歪みの蓄積効果を高めるには第2圧延と第3圧延の間隔、すなわちパス間時間は極力短い方が良いが、パス間時間の短縮には、圧延機群の設置空間や圧延速度の点で制約がある。
パス間時間は上記の値以上であると結晶粒微細化効果が明らかに低下する。その理由は、B工程における第2圧延とC工程における第3圧延との間のパス間時間が長い程、また第3圧延前温度が高い程、静的再結晶が発生してしまうため、歪みの蓄積が不十分となるためと推察する。第3圧延前温度が低い程、第2圧延〜第3圧延間の時間が長くてもよいのは、温度が低いほど再結晶が抑制されるためと推察する。また、第3圧延前温度を低くし過ぎると第3圧延前のフェライト変態が生じやすくなるため、本発明では(Ae3変態点―60℃)以上とする。本下限温度は正確にはC行程およびその後のD行程で行う冷却に要する時間との関連があると考えられる。結晶粒微細化に効果があると推定している「未再結晶域での歪みを蓄積」を効果的に行うためには、上記<1>、<2>、又は<3>の範囲とする必要がある。
また、上記C工程の第3圧延前の温度が(Ae3変態点−60℃)以上(Ae3変態点+20℃)未満となるように制御する手段としては、第2圧延における発熱、昇温を予測し、圧延後の温度が上記温度域となるように第2圧延前の温度を調整することが考えられるが、第2圧延前温度は圧延前の変態を避けるためAe3変態点以上とする制約がある。一方、第2圧延における昇温を抑制する手段として第2圧延の速度を下げてロール抜熱量を増やす方法などもあるが、第3圧延までのパス間時間を短くする必要から圧延速度低減には限界があり、圧延後温度を調整しきれないこともある。そこで、第2圧延以降第3圧延までの間で鋼板を冷却する手段が求められる。設備配置の自由度を高める観点から、短い距離で大きな温度降下量が得られる急速冷却装置の使用が望ましく、例えば10℃の温度降下が必要であれば、長くても0.6secのパス間時間内で冷却するために17℃/sec以上の冷却速度が必要となる。パス間での再結晶や回復を極力少なくし歪みの蓄積効果を高めるという視点から言えば、パス間冷却による温度調整は極力第2圧延後短時間の内に完了する方が良く、より大きな冷却速度を有する冷却手段を用いて第2圧延直後に冷却を完了するのが望ましい。

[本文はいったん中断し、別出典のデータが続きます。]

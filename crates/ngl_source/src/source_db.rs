//! Central database of every file a lint run reads.

use crate::file_id::FileId;
use crate::fs::{normalize_path, FileSystem};
use crate::resolved_span::ResolvedSpan;
use crate::source_file::SourceFile;
use crate::span::Span;
use std::collections::HashMap;
use std::io;
use std::path::{Path, PathBuf};

/// The source database, owning all loaded text and resolving
/// [`FileId`] + byte offsets to line/column coordinates for diagnostics.
///
/// A file is loaded at most once per path: two components sharing a
/// `templateUrl` get the same `FileId`.
pub struct SourceDb {
    files: Vec<SourceFile>,
    by_path: HashMap<PathBuf, FileId>,
}

impl SourceDb {
    /// Creates an empty source database.
    pub fn new() -> Self {
        Self {
            files: Vec::new(),
            by_path: HashMap::new(),
        }
    }

    /// Loads a file through `fs` and returns its [`FileId`].
    ///
    /// If the same (normalized) path was loaded before, the existing id is
    /// returned without reading again.
    pub fn load_file(&mut self, fs: &dyn FileSystem, path: &Path) -> Result<FileId, io::Error> {
        let key = normalize_path(path);
        if let Some(id) = self.by_path.get(&key) {
            return Ok(*id);
        }
        let content = fs.read_to_string(&key)?;
        Ok(self.add_source(key, content))
    }

    /// Adds a file from an in-memory string.
    ///
    /// The `name` is used as the file path in diagnostics.
    pub fn add_source(&mut self, name: impl Into<PathBuf>, content: String) -> FileId {
        let path = name.into();
        let id = FileId::from_raw(self.files.len() as u32);
        self.by_path.insert(normalize_path(&path), id);
        self.files.push(SourceFile::new(id, path, content));
        id
    }

    /// Looks up a previously loaded file by path.
    pub fn find(&self, path: &Path) -> Option<FileId> {
        self.by_path.get(&normalize_path(path)).copied()
    }

    /// Returns the [`SourceFile`] for the given [`FileId`].
    ///
    /// # Panics
    ///
    /// Panics if the `FileId` is invalid.
    pub fn get_file(&self, id: FileId) -> &SourceFile {
        &self.files[id.as_raw() as usize]
    }

    /// Returns the number of loaded files.
    pub fn len(&self) -> usize {
        self.files.len()
    }

    /// Returns `true` if nothing has been loaded.
    pub fn is_empty(&self) -> bool {
        self.files.is_empty()
    }

    /// Iterates over all loaded files in load order.
    pub fn files(&self) -> impl Iterator<Item = &SourceFile> {
        self.files.iter()
    }

    /// Resolves a [`Span`] to human-readable line/column coordinates.
    pub fn resolve_span(&self, span: Span) -> ResolvedSpan {
        let file = self.get_file(span.file);
        let (start_line, start_col) = file.line_col(span.start);
        let (end_line, end_col) = file.line_col(span.end.saturating_sub(1).max(span.start));
        ResolvedSpan {
            file_path: file.path.clone(),
            start_line,
            start_col,
            end_line,
            end_col,
        }
    }

    /// Returns the source text corresponding to a [`Span`].
    ///
    /// Dummy spans yield the empty string.
    pub fn snippet(&self, span: Span) -> &str {
        if span.is_dummy() {
            return "";
        }
        self.get_file(span.file).snippet(span.start, span.end)
    }
}

impl Default for SourceDb {
    fn default() -> Self {
        Self::new()
    }
}

#[cfg(test)]
mod tests {
    use super::*;
    use crate::fs::MemoryFileSystem;

    #[test]
    fn add_and_get() {
        let mut db = SourceDb::new();
        let id = db.add_source("a.ts", "export class A {}".to_string());
        assert_eq!(db.get_file(id).content, "export class A {}");
        assert_eq!(db.len(), 1);
    }

    #[test]
    fn resolve_span_lines() {
        let mut db = SourceDb::new();
        let id = db.add_source("t.html", "<p>\n{{ a }}\n</p>".to_string());
        let resolved = db.resolve_span(Span::new(id, 7, 8));
        assert_eq!(resolved.file_path, PathBuf::from("t.html"));
        assert_eq!((resolved.start_line, resolved.start_col), (2, 4));
        assert_eq!((resolved.end_line, resolved.end_col), (2, 4));
    }

    #[test]
    fn snippet_and_dummy() {
        let mut db = SourceDb::new();
        let id = db.add_source("a.ts", "this.count".to_string());
        assert_eq!(db.snippet(Span::new(id, 5, 10)), "count");
        assert_eq!(db.snippet(Span::DUMMY), "");
    }

    #[test]
    fn load_file_is_deduplicated_by_path() {
        let fs = MemoryFileSystem::new().with_file("/app/home.html", "<ion-content/>");
        let mut db = SourceDb::new();
        let a = db.load_file(&fs, Path::new("/app/home.html")).unwrap();
        let b = db.load_file(&fs, Path::new("/app/x/../home.html")).unwrap();
        assert_eq!(a, b);
        assert_eq!(db.len(), 1);
        assert_eq!(db.find(Path::new("/app/home.html")), Some(a));
    }

    #[test]
    fn load_missing_file_errors() {
        let fs = MemoryFileSystem::new();
        let mut db = SourceDb::new();
        assert!(db.load_file(&fs, Path::new("/missing.html")).is_err());
        assert!(db.is_empty());
    }
}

本発明における実施例においては、第2圧延後0.2sec以内から150℃/sec以上の冷却速度にて冷却を実施した。
第3圧延の圧下率が35%未満では歪みの蓄積が不足し、その後の冷却過程でのフェライト変態を促進する効果が不十分である。一方第3圧延の圧下率が60%を超えると、加工中の再結晶・変態の発生、その後の冷却に影響を与える程の加工発熱が生じるため、結晶粒の微細化効果が薄れる。また、圧延負荷が過大となり、設備の巨大化、設備限界の超過、圧延の不安定化、などの問題も生じる。
(D工程)
上記C工程における1パス圧延(第3圧延)により得られた被圧延材を、0.2sec以内に600℃/sec以上の冷却速度で、(Ae3変態点−130℃)以下の温度域まで冷却を行う。これにより、平均粒径が2.0μm以下の細粒フェライト組織が60%以上を占める熱延鋼板が得られる。上記条件での冷却を行うことによりオーステナイトの再結晶・回復が抑制され、フェライト変態が促進される。好ましくは、(Ae3変態点−130℃)以下で、(Ae3変態点−200℃)以上の温度域まで冷却をおこなう。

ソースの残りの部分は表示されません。